◆ **Directions**:
Return exactly the span of lines in the following data that opens with the line containing "F: Fn(T) -> R" and closes with the line containing "let _ = tx.send((idx, out));". Include nothing else.

--- START ---

//! Dispatch of independent (bin, size, temperature) units onto a bounded
//! worker pool, plus the persistence and aggregation that follow the barrier.
//!
//! Every unit receives the configuration by value (behind an `Arc`) and owns
//! its spins, its RNG and its series. Workers report back over a channel; the
//! coordinator waits for all reports before estimating or aggregating.

use std::collections::BTreeMap;
use std::fmt;
use std::fs;
use std::path::{Path, PathBuf};
use std::sync::mpsc;
use std::sync::Arc;

use indicatif::{ProgressBar, ProgressStyle};
use serde::Serialize;
use tracing::{debug, error, info};

use crate::aggregate::{aggregate, AggregatedStatistic};
use crate::autocorrelation::{self, AutocorrelationResult};
use crate::config::{Algorithm, Observable, SimConfig, SpinDumpConfig};
use crate::error::SimError;
use crate::io::{self, ResultMap, SpinDumpWriter};
use crate::lattice::{InitialState, Lattice};
use crate::metropolis::MetropolisChain;
use crate::utils::rng::{stream_id, unit_rng};
use crate::wolff::{FlipOrder, WolffChain};

/// Identity of one independent replica.
#[derive(Debug, Clone, Copy, PartialEq, Serialize)]
pub struct RunKey {
    pub bin: usize,
    pub size: usize,
    pub temperature: f64,
    /// Position of `size` in the configured size list.
    pub size_idx: usize,
    /// Position of `temperature` in the configured temperature list.
    pub temp_idx: usize,
}

impl RunKey {
    pub fn stream(&self) -> u64 {
        stream_id(self.bin, self.size_idx, self.temp_idx)
    }
}

impl fmt::Display for RunKey {
    fn fmt(&self, f: &mut fmt::Formatter<'_>) -> fmt::Result {
        write!(f, "bin={} L={} T={:.3}", self.bin, self.size, self.temperature)
    }
}

/// All keys of a scan, bins outermost.
pub fn run_keys(sizes: &[usize], temperatures: &[f64], bins: usize) -> Vec<RunKey> {
    let mut keys = Vec::with_capacity(bins * sizes.len() * temperatures.len());
    for bin in 0..bins {
        for (size_idx, &size) in sizes.iter().enumerate() {
            for (temp_idx, &temperature) in temperatures.iter().enumerate() {
                keys.push(RunKey {
                    bin,
                    size,
                    temperature,
                    size_idx,
                    temp_idx,
                });
            }
        }
    }
    keys
}

/// What one unit produced, or why it did not.
#[derive(Debug)]
pub struct UnitReport<T> {
    pub key: RunKey,
    pub outcome: Result<T, SimError>,
}

/// Bounded pool with explicit submission; results come back over a channel.
#[derive(Debug)]
pub struct WorkerPool {
    pool: rayon::ThreadPool,
}

impl WorkerPool {
    /// `None` sizes the pool to the available hardware parallelism.
    pub fn new(workers: Option<usize>) -> Result<Self, SimError> {
        let n = match workers {
            Some(0) => return Err(SimError::config("worker count must be at least 1")),
            Some(n) => n,
            None => std::thread::available_parallelism().map_or(1, |n| n.get()),
        };
        let pool = rayon::ThreadPoolBuilder::new()
            .num_threads(n)
            .thread_name(|i| format!("ising-worker-{i}"))
            .build()
            .map_err(|err| SimError::config(format!("cannot start worker pool: {err}")))?;
        Ok(Self { pool })
    }

    pub fn workers(&self) -> usize {
        self.pool.current_num_threads()
    }

    /// Submit every task, then block until all results are in. Output order
    /// matches task order.
    pub fn run_all<T, R, F>(&self, tasks: Vec<T>, job: F, progress: &ProgressBar) -> Vec<R>
    where
        T: Send + 'static,
        R: Send + 'static,
        F: Fn(T) -> R + Send + Sync + 'static,
    {
        let total = tasks.len();
        let job = Arc::new(job);
        let (tx, rx) = mpsc::channel();

        for (idx, task) in tasks.into_iter().enumerate() {
            let tx = tx.clone();
            let job = Arc::clone(&job);
            self.pool.spawn(move || {
                let out = job(task);
                // receiver outlives every sender; a failed send means it panicked
                let _ = tx.send((idx, out));
            });
        }
        drop(tx);

        let mut slots: Vec<Option<R>> = (0..total).map(|_| None).collect();
        for (idx, out) in rx {
            slots[idx] = Some(out);
            progress.inc(1);
        }
        progress.finish();
        slots.into_iter().flatten().collect()
    }
}

/// Outcome of an autocorrelation pass over a whole scan.
#[derive(Debug)]
pub struct AnalysisReport {
    pub units: Vec<UnitReport<AutocorrelationResult>>,
    pub aggregated: Vec<AggregatedStatistic>,
    pub files: Vec<PathBuf>,
}

impl AnalysisReport {
    pub fn failures(&self) -> impl Iterator<Item = (&RunKey, &SimError)> {
        self.units
            .iter()
            .filter_map(|u| u.outcome.as_ref().err().map(|e| (&u.key, e)))
    }
}

/// Runs scans on a [`WorkerPool`].
#[derive(Debug)]
pub struct Coordinator {
    pool: WorkerPool,
    show_progress: bool,
}

impl Coordinator {
    pub fn new(workers: Option<usize>) -> Result<Self, SimError> {
        Ok(Self {
            pool: WorkerPool::new(workers)?,
            show_progress: false,
        })
    }

    pub fn with_progress(mut self, show: bool) -> Self {
        self.show_progress = show;
        self
    }

    pub fn pool(&self) -> &WorkerPool {
        &self.pool
    }

    fn progress(&self, len: usize) -> ProgressBar {
        if !self.show_progress {
            return ProgressBar::hidden();
        }
        let bar = ProgressBar::new(len as u64);
        if let Ok(style) =
            ProgressStyle::with_template(" {bar:40.cyan/blue} {pos}/{len} [{elapsed_precise}]")
        {
            bar.set_style(style);
        }
        bar
    }

    /// Produce and persist the observable series of every unit.
    pub fn simulate(
        &self,
        cfg: &SimConfig,
        algorithm: Algorithm,
        out_dir: &Path,
    ) -> Result<Vec<UnitReport<Vec<PathBuf>>>, SimError> {
        cfg.validate()?;
        fs::create_dir_all(out_dir).map_err(SimError::io_at(out_dir))?;

        let keys = run_keys(&cfg.sizes, &cfg.temperatures, cfg.bins);
        info!(
            units = keys.len(),
            workers = self.pool.workers(),
            ?algorithm,
            seed = cfg.seed,
            "dispatching simulation units"
        );

        let lattices: Arc<Vec<Arc<Lattice>>> =
            Arc::new(cfg.sizes.iter().map(|&l| Arc::new(Lattice::new(l))).collect());
        let cfg = Arc::new(cfg.clone());
        let out_dir = out_dir.to_path_buf();

        let bar = self.progress(keys.len());
        let reports = self.pool.run_all(
            keys,
            move |key: RunKey| {
                debug!(%key, "unit started");
                let lattice = Arc::clone(&lattices[key.size_idx]);
                let outcome = simulate_unit(&cfg, algorithm, lattice, &out_dir, &key);
                debug!(%key, ok = outcome.is_ok(), "unit finished");
                UnitReport { key, outcome }
            },
            &bar,
        );

        log_summary("simulation", &reports);
        Ok(reports)
    }

    /// Dump full Wolff configurations for every (size, temperature) pair.
    pub fn dump_spin_configurations(
        &self,
        cfg: &SpinDumpConfig,
        out_dir: &Path,
    ) -> Result<Vec<UnitReport<PathBuf>>, SimError> {
        cfg.validate()?;
        fs::create_dir_all(out_dir).map_err(SimError::io_at(out_dir))?;

        let keys = run_keys(&cfg.sizes, &cfg.temperatures, 1);
        info!(units = keys.len(), workers = self.pool.workers(), "dispatching spin dumps");

        let cfg = Arc::new(cfg.clone());
        let out_dir = out_dir.to_path_buf();
        let bar = self.progress(keys.len());
        let reports = self.pool.run_all(
            keys,
            move |key: RunKey| {
                let outcome = dump_unit(&cfg, &out_dir, &key);
                UnitReport { key, outcome }
            },
            &bar,
        );

        log_summary("spin dump", &reports);
        Ok(reports)
    }

    /// Estimate autocorrelations of every persisted series, then aggregate
    /// the successful bins per (size, temperature) and write the results.
    pub fn analyze(
        &self,
        cfg: &SimConfig,
        algorithm: Algorithm,
        observable: Observable,
        series_dir: &Path,
        out_dir: &Path,
    ) -> Result<AnalysisReport, SimError> {
        cfg.validate()?;
        fs::create_dir_all(out_dir).map_err(SimError::io_at(out_dir))?;

        let keys = run_keys(&cfg.sizes, &cfg.temperatures, cfg.bins);
        info!(
            units = keys.len(),
            ?observable,
            ?algorithm,
            cutoff = cfg.cutoff,
            "estimating autocorrelations"
        );

        let shared = Arc::new(cfg.clone());
        let dir = series_dir.to_path_buf();
        let bar = self.progress(keys.len());
        let units = self.pool.run_all(
            keys,
            move |key: RunKey| {
                let name = io::series_file_name(
                    key.bin, key.size, key.temperature, observable, algorithm, &shared,
                );
                let outcome = io::read_series(&dir.join(name))
                    .and_then(|series| autocorrelation::estimate(&series, shared.cutoff));
                UnitReport { key, outcome }
            },
            &bar,
        );
        log_summary("autocorrelation", &units);

        // Barrier passed: every bin of every key is in.
        let successes = units
            .iter()
            .filter_map(|u| u.outcome.as_ref().ok().map(|r| (u.key.size_idx, u.key.temp_idx, r)));
        let aggregated = aggregate(&cfg.sizes, &cfg.temperatures, successes);

        let (tau_map, rho_map) = result_maps(cfg, &units);
        let files = vec![
            out_dir.join(io::tau_file_name(observable, algorithm, cfg)),
            out_dir.join(io::rho_file_name(observable, algorithm, cfg)),
            out_dir.join(io::stats_file_name(observable, algorithm, cfg)),
            out_dir.join(io::table_file_name(observable, algorithm, cfg)),
        ];
        io::write_json(&files[0], &tau_map)?;
        io::write_json(&files[1], &rho_map)?;
        io::write_json(&files[2], &aggregated)?;
        io::write_tau_table(&files[3], &aggregated)?;

        Ok(AnalysisReport {
            units,
            aggregated,
            files,
        })
    }
}

fn simulate_unit(
    cfg: &SimConfig,
    algorithm: Algorithm,
    lattice: Arc<Lattice>,
    out_dir: &Path,
    key: &RunKey,
) -> Result<Vec<PathBuf>, SimError> {
    let mut rng = unit_rng(cfg.seed, key.stream());
    let path_for = |observable| {
        out_dir.join(io::series_file_name(
            key.bin, key.size, key.temperature, observable, algorithm, cfg,
        ))
    };

    match algorithm {
        Algorithm::Metropolis => {
            let start = InitialState::for_temperature(key.temperature, cfg.cold_start_below);
            let mut chain = MetropolisChain::new(lattice, key.temperature, start, &mut rng);
            let series = chain.run(cfg.total_steps(), cfg.eq_steps, cfg.stride, &mut rng);
            debug!(%key, acceptance = chain.acceptance_rate(), "metropolis run done");

            let m_path = path_for(Observable::Magnetization);
            let e_path = path_for(Observable::Energy);
            io::write_series(&m_path, &series.magnetization)?;
            io::write_series(&e_path, &series.energy)?;
            Ok(vec![m_path, e_path])
        }
        Algorithm::Wolff => {
            let order = if cfg.immediate_flips {
                FlipOrder::Immediate
            } else {
                FlipOrder::Deferred
            };
            let mut chain = WolffChain::new(lattice, key.temperature, cfg.wolff_start, &mut rng)
                .with_flip_order(order);
            let series =
                chain.run_magnetization(cfg.sweeps, cfg.eq_steps, cfg.cluster_cycles, &mut rng);
            debug!(%key, mean_cluster = chain.mean_cluster_size(), "wolff run done");

            let m_path = path_for(Observable::Magnetization);
            io::write_series(&m_path, &series)?;
            Ok(vec![m_path])
        }
    }
}

fn dump_unit(cfg: &SpinDumpConfig, out_dir: &Path, key: &RunKey) -> Result<PathBuf, SimError> {
    let cycles = cfg.cycles_for(key.size);
    let path = out_dir.join(io::spin_dump_file_name(key.size, key.temperature, cycles));
    let mut rng = unit_rng(cfg.seed, key.stream());

    let lattice = Arc::new(Lattice::new(key.size));
    let mut chain = WolffChain::new(lattice, key.temperature, cfg.start, &mut rng);
    let mut writer = SpinDumpWriter::create(&path)?;
    chain.run_configuration_dump(cfg.warmup, cfg.samples, cycles, &mut writer, &mut rng)?;
    writer.finish()?;
    Ok(path)
}

fn result_maps(
    cfg: &SimConfig,
    units: &[UnitReport<AutocorrelationResult>],
) -> (ResultMap<f64>, ResultMap<Vec<f64>>) {
    let mut tau_map: ResultMap<f64> = BTreeMap::new();
    let mut rho_map: ResultMap<Vec<f64>> = BTreeMap::new();
    for bin in 0..cfg.bins {
        for &t in &cfg.temperatures {
            let tkey = io::temperature_key(t);
            tau_map.entry(bin).or_default().insert(tkey.clone(), vec![None; cfg.sizes.len()]);
            rho_map.entry(bin).or_default().insert(tkey, vec![None; cfg.sizes.len()]);
        }
    }

    for unit in units {
        let Ok(result) = &unit.outcome else { continue };
        let tkey = io::temperature_key(unit.key.temperature);
        if let Some(slot) = tau_map.get_mut(&unit.key.bin).and_then(|m| m.get_mut(&tkey)) {
            slot[unit.key.size_idx] = Some(result.tau);
        }
        if let Some(slot) = rho_map.get_mut(&unit.key.bin).and_then(|m| m.get_mut(&tkey)) {
            slot[unit.key.size_idx] = Some(result.rho.clone());
        }
    }
    (tau_map, rho_map)
}

fn log_summary<T>(stage: &str, reports: &[UnitReport<T>]) {
    let mut failed = 0usize;
    for report in reports {
        if let Err(err) = &report.outcome {
            failed += 1;
            error!(
                stage,
                bin = report.key.bin,
                size = report.key.size,
                temperature = report.key.temperature,
                kind = %err.kind(),
                "unit failed: {err}"
            );
        }
    }
    info!(stage, total = reports.len(), failed, "all units reported");
}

--- END ---

◆ **Solved exercise**:
        F: Fn(T) -> R + Send + Sync + 'static,
    {
        let total = tasks.len();
        let job = Arc::new(job);
        let (tx, rx) = mpsc::channel();

        for (idx, task) in tasks.into_iter().enumerate() {
            let tx = tx.clone();
            let job = Arc::clone(&job);
            self.pool.spawn(move || {
                let out = job(task);
                // receiver outlives every sender; a failed send means it panicked
                let _ = tx.send((idx, out));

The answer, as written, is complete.